_Prompt_
Would you please copy each line below that includes the string "must"?

Given records below:

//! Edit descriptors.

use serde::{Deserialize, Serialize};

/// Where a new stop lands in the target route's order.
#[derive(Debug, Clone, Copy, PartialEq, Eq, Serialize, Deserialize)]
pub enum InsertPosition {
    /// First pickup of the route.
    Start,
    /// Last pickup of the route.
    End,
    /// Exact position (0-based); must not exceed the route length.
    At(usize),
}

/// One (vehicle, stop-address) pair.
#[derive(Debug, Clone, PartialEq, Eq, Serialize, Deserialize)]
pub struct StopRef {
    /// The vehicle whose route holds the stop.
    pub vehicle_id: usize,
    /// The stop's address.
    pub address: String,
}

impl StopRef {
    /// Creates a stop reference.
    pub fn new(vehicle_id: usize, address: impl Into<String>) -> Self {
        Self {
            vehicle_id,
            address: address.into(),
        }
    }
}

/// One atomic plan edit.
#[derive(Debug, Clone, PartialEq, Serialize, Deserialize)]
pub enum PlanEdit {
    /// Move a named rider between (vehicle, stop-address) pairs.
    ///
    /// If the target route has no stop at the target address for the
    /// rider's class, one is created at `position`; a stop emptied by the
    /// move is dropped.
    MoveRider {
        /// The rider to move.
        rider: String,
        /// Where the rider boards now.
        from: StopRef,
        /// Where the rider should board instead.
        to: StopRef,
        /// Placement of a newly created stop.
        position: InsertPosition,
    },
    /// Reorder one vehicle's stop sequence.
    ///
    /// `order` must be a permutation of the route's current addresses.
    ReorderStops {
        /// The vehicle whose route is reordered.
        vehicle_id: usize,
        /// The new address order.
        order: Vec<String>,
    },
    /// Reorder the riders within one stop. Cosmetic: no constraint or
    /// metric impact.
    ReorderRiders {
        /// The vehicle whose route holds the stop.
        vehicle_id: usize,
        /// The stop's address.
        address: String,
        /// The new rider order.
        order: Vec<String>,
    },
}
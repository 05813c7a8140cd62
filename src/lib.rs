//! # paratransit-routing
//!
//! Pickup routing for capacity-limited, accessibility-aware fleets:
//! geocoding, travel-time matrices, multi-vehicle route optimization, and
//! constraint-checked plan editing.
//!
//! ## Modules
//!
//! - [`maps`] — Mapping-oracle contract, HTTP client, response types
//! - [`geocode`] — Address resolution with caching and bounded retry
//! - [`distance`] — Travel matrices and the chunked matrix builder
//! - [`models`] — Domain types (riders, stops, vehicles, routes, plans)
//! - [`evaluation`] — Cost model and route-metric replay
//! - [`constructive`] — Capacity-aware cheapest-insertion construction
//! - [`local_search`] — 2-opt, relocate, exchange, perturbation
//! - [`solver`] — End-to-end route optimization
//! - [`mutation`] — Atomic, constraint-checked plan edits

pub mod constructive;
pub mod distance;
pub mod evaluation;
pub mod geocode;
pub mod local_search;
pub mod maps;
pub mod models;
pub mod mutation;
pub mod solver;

End of Given records.

_Completed exercise_
    /// Exact position (0-based); must not exceed the route length.
    /// `order` must be a permutation of the route's current addresses.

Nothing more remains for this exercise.